* **ASSIGNED TASK**:
Pull out each line of the records holding the string "never".

○ ○ ○ ○ ○

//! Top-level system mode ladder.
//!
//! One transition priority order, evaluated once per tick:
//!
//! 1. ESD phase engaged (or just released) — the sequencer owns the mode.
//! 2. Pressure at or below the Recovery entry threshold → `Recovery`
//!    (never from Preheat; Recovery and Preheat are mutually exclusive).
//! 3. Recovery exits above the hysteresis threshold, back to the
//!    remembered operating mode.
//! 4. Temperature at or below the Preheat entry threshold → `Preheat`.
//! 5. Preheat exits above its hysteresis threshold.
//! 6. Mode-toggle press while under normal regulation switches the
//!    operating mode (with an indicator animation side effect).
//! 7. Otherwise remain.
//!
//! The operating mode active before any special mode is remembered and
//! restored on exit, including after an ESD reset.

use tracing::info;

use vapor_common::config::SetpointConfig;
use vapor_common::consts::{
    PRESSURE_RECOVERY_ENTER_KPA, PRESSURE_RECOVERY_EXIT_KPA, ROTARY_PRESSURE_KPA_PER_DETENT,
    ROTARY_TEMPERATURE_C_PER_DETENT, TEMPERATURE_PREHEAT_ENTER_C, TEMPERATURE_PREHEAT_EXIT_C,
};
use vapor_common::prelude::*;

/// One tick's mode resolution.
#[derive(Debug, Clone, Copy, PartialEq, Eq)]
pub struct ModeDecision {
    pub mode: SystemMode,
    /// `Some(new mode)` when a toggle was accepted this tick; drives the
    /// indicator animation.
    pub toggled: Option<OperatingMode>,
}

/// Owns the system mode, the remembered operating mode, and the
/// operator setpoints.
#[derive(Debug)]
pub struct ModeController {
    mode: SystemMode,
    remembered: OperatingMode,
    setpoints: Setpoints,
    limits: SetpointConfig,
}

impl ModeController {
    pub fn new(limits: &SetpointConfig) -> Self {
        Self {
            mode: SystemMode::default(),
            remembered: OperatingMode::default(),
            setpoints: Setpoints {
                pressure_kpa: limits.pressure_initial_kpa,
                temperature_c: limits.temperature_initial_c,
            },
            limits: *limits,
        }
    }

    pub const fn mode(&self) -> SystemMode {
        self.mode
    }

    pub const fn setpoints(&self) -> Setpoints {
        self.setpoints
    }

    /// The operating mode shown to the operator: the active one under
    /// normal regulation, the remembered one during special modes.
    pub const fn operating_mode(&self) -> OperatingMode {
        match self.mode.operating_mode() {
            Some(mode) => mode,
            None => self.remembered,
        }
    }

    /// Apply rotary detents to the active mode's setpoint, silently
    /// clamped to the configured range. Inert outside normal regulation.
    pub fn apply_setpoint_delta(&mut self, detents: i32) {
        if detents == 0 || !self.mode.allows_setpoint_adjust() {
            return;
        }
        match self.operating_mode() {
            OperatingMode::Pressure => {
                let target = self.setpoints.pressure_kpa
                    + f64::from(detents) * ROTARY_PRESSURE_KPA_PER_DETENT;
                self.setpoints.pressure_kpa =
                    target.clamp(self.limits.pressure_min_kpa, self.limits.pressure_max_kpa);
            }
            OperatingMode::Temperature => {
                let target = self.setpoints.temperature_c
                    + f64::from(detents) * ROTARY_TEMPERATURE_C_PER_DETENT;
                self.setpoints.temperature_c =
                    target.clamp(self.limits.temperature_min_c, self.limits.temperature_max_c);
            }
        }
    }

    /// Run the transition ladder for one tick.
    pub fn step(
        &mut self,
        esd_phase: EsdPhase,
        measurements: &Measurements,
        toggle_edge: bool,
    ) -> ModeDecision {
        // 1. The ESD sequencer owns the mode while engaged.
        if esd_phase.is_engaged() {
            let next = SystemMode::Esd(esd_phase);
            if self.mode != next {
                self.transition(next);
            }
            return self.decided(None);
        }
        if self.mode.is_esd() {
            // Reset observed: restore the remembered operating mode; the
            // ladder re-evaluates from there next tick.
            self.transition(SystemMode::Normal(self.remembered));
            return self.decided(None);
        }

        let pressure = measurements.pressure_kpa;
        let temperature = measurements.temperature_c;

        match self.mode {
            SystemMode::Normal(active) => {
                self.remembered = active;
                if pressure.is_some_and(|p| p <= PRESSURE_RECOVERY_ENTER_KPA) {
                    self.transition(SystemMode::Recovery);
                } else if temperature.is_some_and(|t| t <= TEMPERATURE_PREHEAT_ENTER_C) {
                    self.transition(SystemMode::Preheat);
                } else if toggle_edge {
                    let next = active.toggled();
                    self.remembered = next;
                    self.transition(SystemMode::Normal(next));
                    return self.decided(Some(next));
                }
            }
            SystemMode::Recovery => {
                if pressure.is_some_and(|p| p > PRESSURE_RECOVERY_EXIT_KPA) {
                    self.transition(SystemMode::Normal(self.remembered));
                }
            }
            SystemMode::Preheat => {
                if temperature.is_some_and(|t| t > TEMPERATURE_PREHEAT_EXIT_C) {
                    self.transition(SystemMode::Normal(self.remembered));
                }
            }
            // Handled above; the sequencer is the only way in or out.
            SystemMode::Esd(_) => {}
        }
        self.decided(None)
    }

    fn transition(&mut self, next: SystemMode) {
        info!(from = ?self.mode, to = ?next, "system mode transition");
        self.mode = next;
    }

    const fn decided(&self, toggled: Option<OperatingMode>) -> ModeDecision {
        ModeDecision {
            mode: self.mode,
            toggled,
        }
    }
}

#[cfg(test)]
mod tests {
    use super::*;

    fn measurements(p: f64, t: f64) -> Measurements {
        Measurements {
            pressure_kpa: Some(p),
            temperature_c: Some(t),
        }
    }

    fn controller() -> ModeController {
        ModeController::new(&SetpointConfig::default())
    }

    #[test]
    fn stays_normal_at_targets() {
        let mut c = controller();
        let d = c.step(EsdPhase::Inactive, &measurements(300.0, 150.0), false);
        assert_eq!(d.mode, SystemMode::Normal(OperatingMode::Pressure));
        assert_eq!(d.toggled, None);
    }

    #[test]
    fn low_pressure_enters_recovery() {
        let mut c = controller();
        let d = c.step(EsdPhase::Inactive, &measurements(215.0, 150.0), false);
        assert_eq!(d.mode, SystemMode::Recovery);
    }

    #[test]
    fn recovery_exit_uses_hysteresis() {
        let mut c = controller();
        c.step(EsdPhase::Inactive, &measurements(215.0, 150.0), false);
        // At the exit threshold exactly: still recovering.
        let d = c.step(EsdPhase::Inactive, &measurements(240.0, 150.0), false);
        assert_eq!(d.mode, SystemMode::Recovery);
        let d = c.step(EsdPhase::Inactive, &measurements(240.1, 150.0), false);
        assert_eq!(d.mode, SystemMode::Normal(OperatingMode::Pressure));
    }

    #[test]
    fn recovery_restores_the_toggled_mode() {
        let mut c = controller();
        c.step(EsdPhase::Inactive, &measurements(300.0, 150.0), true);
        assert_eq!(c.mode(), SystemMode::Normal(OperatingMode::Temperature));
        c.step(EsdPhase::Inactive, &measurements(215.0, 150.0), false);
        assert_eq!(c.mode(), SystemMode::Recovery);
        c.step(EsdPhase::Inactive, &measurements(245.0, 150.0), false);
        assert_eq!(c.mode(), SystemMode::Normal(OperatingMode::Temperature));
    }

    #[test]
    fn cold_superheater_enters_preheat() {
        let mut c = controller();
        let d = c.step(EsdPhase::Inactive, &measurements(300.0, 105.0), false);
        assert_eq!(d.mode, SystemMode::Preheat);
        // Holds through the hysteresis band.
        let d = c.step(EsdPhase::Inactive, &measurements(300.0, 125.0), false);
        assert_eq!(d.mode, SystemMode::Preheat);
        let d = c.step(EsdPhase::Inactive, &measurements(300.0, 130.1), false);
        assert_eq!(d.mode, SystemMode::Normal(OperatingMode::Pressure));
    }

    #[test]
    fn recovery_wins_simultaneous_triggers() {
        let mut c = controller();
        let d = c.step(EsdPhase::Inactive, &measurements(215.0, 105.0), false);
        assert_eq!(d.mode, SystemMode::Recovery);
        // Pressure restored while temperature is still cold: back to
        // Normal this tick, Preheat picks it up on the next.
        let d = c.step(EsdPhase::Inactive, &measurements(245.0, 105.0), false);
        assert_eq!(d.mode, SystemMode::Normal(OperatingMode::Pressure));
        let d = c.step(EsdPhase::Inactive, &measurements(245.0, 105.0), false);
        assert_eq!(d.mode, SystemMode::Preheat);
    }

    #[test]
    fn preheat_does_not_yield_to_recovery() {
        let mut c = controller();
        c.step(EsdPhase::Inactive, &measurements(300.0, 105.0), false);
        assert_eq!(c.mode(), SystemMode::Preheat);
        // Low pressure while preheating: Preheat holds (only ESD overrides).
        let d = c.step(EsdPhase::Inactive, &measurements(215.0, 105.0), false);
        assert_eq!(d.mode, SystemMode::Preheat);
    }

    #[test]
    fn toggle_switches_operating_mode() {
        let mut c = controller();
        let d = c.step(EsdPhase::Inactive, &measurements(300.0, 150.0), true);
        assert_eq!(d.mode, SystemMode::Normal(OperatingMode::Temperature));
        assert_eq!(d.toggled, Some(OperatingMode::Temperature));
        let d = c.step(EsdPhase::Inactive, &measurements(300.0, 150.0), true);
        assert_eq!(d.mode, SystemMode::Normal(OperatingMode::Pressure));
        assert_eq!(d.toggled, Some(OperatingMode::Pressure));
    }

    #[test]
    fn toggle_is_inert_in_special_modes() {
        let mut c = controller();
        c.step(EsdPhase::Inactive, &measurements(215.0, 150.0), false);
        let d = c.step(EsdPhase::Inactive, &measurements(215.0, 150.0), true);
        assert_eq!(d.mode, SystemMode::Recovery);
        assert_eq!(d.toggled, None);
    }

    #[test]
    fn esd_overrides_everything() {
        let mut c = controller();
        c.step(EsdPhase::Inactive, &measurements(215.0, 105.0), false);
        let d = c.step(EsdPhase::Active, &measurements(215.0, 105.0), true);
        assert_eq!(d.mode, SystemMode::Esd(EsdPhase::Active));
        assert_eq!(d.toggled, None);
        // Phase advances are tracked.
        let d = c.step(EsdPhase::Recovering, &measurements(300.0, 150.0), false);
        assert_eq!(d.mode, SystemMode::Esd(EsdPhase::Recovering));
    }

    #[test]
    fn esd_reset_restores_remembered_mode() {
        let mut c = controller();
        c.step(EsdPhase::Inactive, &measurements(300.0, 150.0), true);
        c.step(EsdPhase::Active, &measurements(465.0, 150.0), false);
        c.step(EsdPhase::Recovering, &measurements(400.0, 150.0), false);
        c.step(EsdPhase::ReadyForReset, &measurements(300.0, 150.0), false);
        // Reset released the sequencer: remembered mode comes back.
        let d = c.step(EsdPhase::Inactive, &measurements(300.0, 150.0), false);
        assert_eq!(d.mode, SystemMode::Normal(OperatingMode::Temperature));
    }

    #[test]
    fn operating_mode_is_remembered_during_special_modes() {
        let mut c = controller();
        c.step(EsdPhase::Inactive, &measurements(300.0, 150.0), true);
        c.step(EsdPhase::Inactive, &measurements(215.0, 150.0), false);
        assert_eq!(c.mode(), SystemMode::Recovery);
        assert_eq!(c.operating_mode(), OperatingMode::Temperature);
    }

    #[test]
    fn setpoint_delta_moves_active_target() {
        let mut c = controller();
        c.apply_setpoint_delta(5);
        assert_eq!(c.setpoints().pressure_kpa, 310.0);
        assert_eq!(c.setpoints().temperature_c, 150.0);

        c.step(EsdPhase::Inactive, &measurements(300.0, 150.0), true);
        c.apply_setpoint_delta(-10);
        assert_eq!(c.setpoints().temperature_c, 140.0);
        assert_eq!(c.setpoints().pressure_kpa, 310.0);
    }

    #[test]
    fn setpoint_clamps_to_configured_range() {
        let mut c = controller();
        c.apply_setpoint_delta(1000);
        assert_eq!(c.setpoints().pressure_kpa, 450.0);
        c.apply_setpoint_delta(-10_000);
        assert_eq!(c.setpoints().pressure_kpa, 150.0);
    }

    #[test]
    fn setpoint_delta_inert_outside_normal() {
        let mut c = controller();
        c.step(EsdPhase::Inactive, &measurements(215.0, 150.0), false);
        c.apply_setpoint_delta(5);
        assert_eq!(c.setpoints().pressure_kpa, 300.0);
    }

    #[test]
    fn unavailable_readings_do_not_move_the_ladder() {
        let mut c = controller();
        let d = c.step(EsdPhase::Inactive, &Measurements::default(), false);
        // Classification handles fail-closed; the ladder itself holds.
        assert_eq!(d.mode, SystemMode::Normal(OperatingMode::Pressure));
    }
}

○ ○ ○ ○ ○

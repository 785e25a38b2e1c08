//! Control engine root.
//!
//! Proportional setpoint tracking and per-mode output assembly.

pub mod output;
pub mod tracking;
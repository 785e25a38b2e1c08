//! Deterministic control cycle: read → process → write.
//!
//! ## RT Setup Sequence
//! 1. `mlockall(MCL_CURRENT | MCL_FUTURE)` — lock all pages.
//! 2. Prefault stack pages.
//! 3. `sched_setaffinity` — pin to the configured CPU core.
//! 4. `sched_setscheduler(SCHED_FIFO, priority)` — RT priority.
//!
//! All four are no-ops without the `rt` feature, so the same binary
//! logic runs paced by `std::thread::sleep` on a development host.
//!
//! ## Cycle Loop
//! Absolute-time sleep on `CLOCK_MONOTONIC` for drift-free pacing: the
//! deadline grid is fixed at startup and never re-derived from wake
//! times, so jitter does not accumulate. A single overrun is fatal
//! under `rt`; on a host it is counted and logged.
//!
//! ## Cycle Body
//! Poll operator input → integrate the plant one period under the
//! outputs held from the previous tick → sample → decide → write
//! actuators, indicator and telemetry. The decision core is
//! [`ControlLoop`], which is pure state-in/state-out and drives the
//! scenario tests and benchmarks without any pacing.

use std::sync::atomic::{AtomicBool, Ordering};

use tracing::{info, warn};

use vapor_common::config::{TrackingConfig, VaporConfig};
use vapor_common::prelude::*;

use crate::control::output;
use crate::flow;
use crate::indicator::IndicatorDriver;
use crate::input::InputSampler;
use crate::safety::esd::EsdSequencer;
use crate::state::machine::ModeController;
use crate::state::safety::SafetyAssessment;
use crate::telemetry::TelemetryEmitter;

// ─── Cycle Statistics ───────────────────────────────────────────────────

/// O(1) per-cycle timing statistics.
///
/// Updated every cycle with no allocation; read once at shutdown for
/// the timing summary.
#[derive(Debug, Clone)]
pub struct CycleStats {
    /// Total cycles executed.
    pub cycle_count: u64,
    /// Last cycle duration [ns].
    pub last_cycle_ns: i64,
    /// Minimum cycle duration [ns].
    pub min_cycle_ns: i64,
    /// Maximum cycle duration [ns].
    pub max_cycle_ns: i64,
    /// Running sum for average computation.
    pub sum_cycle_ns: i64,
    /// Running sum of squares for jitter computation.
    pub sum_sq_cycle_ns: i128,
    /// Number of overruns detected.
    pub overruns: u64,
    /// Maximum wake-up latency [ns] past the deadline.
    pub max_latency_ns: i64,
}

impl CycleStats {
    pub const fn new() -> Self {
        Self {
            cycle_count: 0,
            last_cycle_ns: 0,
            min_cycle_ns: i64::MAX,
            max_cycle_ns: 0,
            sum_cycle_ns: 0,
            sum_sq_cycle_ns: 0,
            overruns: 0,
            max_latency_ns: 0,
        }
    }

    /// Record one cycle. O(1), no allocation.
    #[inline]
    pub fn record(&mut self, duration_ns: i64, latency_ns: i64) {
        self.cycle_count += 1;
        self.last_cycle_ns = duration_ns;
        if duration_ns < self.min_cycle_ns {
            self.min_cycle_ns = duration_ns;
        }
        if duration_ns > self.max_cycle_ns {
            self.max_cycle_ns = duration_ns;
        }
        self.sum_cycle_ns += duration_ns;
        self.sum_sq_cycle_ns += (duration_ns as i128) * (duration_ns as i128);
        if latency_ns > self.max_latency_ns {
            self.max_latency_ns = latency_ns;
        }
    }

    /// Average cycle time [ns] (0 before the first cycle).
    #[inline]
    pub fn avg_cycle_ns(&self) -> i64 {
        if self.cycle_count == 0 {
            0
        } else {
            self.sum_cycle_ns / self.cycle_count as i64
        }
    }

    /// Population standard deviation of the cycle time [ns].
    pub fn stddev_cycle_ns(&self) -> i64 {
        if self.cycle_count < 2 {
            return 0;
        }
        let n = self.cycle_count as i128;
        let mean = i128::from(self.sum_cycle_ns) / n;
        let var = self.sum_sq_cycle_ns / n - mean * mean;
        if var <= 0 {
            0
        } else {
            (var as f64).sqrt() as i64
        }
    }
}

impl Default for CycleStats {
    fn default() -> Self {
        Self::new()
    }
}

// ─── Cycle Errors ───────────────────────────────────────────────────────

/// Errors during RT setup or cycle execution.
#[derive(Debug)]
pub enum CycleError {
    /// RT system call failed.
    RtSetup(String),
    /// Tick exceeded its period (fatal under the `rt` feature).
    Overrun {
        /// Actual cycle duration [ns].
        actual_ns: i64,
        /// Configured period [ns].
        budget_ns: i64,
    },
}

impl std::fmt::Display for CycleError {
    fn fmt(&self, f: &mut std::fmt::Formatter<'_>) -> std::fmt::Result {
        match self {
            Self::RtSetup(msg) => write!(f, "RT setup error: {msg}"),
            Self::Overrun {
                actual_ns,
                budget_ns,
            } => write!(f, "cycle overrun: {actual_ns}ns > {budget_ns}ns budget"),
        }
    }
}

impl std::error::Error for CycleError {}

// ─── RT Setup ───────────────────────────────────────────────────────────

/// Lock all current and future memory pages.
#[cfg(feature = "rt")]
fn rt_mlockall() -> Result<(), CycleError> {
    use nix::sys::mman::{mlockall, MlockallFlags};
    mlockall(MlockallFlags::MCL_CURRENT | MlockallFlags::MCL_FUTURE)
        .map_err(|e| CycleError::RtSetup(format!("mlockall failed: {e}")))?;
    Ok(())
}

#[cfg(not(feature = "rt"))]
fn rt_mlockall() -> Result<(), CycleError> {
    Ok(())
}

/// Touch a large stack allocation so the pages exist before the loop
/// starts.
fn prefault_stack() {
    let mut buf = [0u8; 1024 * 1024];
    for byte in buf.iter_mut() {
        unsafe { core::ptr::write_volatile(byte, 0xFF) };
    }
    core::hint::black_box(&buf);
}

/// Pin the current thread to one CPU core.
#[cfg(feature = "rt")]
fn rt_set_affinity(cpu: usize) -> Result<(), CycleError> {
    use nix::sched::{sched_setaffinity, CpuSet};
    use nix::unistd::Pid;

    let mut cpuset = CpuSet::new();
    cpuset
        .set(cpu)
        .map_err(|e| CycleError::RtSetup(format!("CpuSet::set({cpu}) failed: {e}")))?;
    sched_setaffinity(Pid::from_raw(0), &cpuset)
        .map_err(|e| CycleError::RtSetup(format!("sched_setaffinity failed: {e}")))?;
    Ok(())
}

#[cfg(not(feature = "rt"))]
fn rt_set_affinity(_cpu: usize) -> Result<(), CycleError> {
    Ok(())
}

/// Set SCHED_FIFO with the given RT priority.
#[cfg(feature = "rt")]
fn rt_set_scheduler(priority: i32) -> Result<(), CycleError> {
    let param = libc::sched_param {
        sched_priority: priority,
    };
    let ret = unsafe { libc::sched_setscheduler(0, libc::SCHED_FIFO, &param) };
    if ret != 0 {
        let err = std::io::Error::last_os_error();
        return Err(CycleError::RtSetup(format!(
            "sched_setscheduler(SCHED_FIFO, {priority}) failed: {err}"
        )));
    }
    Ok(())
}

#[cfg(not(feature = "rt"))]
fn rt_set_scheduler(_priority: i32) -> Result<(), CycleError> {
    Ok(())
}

○ ○ ○ ○ ○

* **TASK SOLUTION**:
//!    (never from Preheat; Recovery and Preheat are mutually exclusive).
//! deadline grid is fixed at startup and never re-derived from wake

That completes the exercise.